Collected data
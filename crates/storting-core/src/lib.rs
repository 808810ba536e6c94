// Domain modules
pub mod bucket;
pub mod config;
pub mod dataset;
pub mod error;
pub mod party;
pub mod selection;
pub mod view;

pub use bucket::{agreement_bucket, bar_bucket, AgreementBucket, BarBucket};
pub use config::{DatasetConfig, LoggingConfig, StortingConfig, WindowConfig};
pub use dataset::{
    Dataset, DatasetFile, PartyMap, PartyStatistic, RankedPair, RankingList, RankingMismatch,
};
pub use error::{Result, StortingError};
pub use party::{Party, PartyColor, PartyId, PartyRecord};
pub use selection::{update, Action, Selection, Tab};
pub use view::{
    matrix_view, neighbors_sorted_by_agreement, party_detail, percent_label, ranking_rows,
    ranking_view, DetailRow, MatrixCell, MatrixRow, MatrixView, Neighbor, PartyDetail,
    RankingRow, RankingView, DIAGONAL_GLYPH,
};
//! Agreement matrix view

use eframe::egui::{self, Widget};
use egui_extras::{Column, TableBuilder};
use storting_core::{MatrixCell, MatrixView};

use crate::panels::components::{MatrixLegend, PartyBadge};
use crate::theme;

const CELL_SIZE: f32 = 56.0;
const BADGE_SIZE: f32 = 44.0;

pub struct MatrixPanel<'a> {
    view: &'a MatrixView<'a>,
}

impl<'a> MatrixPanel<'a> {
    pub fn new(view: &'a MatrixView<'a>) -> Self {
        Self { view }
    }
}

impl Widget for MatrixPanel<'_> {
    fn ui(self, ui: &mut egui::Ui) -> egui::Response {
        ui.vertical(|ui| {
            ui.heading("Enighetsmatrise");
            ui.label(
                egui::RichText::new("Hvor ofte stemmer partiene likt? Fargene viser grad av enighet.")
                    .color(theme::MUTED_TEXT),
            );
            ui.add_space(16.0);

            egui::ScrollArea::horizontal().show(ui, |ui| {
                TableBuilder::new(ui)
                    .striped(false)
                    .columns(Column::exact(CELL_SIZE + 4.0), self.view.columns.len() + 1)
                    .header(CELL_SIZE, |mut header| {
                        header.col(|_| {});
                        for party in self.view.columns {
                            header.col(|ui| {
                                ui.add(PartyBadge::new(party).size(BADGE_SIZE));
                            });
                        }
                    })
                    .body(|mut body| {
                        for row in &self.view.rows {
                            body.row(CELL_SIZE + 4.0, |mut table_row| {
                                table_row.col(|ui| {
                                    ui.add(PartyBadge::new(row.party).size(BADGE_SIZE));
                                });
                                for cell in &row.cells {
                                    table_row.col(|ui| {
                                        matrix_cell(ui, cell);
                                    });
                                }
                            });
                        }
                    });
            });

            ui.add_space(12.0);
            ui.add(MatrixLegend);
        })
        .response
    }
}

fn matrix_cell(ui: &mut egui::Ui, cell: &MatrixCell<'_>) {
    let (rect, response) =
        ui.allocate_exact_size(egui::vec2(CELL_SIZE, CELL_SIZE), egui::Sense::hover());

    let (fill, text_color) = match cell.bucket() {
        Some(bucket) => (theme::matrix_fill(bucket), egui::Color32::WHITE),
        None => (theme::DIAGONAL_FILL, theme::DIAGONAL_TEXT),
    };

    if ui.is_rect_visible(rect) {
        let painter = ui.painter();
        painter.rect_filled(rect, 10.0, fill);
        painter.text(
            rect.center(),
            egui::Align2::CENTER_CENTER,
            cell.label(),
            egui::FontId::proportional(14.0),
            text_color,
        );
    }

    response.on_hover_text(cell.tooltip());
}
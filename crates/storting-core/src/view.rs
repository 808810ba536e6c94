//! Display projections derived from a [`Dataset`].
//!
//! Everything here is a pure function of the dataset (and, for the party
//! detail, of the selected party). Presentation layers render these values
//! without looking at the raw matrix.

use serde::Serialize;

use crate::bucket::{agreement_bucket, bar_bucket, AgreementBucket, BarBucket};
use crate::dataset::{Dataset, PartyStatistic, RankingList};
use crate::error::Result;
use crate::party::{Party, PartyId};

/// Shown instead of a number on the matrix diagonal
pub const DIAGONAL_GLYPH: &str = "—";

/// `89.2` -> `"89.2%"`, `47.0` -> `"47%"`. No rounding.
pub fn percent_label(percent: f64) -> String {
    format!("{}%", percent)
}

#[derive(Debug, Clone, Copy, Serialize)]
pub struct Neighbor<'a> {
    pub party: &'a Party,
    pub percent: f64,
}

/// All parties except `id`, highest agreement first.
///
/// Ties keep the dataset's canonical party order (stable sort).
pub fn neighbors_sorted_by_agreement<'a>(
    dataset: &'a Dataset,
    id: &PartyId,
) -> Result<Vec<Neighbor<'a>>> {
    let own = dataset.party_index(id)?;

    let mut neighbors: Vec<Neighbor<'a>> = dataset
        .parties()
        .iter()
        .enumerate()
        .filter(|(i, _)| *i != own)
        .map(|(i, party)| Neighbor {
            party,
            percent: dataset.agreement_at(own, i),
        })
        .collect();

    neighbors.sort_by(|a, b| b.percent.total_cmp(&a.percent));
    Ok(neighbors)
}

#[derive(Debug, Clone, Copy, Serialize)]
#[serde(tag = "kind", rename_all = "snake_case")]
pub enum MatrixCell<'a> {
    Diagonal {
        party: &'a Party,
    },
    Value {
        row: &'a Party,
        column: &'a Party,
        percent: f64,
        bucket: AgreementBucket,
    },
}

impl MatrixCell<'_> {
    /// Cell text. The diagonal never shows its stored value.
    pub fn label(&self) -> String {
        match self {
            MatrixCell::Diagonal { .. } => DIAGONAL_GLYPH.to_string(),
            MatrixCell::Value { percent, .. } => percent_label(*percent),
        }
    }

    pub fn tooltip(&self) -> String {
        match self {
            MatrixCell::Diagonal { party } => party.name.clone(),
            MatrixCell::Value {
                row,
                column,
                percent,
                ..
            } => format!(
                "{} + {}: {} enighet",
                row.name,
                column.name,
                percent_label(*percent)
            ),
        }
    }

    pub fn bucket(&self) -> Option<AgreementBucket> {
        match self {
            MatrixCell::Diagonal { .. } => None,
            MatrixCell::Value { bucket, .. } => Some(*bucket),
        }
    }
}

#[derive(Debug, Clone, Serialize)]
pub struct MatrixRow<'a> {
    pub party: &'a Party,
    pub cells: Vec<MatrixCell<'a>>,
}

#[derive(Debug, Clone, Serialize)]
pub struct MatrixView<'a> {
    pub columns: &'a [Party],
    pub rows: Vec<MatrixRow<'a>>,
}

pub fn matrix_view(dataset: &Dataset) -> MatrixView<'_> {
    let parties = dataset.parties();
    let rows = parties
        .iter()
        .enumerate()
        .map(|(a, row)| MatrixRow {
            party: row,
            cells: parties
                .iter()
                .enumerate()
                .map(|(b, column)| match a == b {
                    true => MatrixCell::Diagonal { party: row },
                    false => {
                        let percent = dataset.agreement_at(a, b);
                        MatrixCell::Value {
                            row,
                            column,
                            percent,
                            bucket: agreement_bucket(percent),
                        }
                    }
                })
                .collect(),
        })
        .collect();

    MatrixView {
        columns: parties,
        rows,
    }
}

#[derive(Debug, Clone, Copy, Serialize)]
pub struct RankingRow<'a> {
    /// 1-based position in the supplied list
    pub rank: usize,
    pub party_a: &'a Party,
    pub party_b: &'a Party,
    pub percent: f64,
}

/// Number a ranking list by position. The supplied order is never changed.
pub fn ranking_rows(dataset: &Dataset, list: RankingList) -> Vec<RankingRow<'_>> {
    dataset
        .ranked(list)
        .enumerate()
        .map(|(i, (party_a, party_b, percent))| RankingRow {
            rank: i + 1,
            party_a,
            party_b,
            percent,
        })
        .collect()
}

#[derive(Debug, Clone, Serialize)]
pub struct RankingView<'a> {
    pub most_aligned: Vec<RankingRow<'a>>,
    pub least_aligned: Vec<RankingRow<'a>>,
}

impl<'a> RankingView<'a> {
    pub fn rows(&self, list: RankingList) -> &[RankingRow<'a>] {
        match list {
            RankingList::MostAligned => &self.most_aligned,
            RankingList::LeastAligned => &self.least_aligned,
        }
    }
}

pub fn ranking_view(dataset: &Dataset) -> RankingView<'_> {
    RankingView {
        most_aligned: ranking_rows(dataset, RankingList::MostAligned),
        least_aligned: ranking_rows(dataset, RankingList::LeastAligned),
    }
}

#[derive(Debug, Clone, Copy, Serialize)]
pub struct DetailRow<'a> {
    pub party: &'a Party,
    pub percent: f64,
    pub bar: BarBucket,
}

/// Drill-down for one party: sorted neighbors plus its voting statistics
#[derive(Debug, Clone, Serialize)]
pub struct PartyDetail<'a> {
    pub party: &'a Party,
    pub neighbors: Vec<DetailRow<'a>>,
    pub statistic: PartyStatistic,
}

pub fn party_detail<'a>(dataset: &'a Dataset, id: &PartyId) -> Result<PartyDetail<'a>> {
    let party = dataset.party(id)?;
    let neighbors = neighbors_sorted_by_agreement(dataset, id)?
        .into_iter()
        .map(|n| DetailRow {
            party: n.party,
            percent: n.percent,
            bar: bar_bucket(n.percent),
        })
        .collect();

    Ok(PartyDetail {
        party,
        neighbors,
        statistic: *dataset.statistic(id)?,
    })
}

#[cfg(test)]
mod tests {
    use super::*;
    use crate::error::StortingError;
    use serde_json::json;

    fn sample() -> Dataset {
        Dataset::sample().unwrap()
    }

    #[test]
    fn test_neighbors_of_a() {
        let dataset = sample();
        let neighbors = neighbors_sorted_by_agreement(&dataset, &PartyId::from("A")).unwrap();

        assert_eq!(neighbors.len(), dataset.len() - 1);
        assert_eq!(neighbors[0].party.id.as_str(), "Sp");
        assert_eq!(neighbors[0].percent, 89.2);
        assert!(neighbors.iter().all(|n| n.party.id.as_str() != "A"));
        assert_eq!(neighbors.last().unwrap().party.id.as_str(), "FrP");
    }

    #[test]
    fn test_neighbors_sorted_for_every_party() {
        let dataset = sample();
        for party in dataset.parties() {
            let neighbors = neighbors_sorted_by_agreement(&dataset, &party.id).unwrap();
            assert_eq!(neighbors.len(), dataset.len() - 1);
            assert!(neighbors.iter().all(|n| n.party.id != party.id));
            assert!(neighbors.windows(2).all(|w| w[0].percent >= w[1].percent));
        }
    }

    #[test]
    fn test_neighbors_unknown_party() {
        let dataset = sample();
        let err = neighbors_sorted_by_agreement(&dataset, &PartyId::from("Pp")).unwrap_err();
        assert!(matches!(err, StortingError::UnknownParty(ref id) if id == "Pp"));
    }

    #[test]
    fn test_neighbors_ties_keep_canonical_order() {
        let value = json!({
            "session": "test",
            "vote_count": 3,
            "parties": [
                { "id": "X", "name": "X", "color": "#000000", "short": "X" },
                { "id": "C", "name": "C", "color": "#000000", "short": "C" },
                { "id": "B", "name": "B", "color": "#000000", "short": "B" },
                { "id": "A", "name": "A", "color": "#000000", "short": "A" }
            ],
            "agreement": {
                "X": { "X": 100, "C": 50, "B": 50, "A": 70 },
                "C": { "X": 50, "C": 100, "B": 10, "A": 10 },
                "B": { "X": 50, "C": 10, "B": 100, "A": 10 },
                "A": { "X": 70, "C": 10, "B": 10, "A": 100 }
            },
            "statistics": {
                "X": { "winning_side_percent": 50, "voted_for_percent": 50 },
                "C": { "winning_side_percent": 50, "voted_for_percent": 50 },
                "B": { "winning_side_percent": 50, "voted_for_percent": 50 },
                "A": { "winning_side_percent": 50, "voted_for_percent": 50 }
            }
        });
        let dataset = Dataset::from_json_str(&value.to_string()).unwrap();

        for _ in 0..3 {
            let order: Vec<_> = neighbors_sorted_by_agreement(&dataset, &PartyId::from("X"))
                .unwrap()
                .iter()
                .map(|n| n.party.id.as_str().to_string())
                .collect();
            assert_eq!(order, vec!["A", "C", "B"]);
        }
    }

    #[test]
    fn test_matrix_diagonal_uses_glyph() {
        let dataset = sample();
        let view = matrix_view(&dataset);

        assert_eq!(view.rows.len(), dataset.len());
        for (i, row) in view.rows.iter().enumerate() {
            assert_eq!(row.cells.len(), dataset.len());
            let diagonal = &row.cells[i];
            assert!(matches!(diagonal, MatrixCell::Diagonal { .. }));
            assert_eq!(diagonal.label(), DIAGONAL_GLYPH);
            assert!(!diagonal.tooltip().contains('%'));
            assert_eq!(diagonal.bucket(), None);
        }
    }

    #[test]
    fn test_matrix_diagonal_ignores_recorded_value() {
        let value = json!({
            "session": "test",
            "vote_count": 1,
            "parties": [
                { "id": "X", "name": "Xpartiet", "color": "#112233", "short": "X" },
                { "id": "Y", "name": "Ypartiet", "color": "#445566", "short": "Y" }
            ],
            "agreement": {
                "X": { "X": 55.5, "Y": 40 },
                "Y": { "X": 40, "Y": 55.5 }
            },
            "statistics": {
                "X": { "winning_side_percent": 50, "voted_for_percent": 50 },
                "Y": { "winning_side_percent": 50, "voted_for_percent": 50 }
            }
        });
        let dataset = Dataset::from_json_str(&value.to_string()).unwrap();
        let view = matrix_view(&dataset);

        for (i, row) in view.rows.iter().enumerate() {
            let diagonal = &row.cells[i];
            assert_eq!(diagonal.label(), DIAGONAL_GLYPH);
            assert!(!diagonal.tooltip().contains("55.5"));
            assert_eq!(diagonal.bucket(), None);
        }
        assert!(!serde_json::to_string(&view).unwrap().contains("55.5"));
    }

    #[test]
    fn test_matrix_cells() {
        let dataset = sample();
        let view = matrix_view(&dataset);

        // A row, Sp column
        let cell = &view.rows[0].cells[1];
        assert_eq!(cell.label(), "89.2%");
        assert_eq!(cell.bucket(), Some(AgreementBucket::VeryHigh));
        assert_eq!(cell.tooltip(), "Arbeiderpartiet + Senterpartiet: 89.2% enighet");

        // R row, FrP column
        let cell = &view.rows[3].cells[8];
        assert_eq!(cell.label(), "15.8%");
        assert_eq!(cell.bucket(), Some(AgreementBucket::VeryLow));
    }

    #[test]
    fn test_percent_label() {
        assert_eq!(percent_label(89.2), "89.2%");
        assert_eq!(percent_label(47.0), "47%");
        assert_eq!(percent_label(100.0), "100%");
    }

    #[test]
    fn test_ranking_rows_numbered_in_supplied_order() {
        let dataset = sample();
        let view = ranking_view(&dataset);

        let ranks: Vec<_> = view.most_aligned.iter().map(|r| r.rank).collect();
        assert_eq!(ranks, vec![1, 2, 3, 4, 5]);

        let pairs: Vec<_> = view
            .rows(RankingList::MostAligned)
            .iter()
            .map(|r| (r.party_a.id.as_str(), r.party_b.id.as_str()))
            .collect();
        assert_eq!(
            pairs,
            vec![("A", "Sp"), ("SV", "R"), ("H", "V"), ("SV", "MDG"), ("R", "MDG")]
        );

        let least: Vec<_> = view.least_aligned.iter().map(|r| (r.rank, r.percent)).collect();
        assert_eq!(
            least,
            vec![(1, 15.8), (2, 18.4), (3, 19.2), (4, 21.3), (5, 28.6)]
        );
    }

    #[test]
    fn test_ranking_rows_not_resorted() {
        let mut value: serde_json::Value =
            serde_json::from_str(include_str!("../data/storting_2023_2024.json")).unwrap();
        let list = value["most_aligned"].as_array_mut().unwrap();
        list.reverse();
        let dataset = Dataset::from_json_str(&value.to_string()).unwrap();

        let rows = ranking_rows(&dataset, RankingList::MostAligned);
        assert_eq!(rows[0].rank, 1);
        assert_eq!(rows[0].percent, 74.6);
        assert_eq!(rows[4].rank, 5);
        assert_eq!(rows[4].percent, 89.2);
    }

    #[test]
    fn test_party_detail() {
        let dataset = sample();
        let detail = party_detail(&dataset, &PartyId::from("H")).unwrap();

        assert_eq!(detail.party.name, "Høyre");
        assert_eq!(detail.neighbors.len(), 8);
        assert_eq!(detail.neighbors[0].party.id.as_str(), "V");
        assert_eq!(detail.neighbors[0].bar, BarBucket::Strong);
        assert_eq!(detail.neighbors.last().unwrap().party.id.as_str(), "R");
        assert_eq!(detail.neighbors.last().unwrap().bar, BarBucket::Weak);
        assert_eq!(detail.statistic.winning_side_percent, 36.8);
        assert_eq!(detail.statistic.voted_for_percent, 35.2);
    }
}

The problem:
I need every line of the data that has the word "never"; please list them.

Response:
    /// Cell text. The diagonal never shows its stored value.
/// Number a ranking list by position. The supplied order is never changed.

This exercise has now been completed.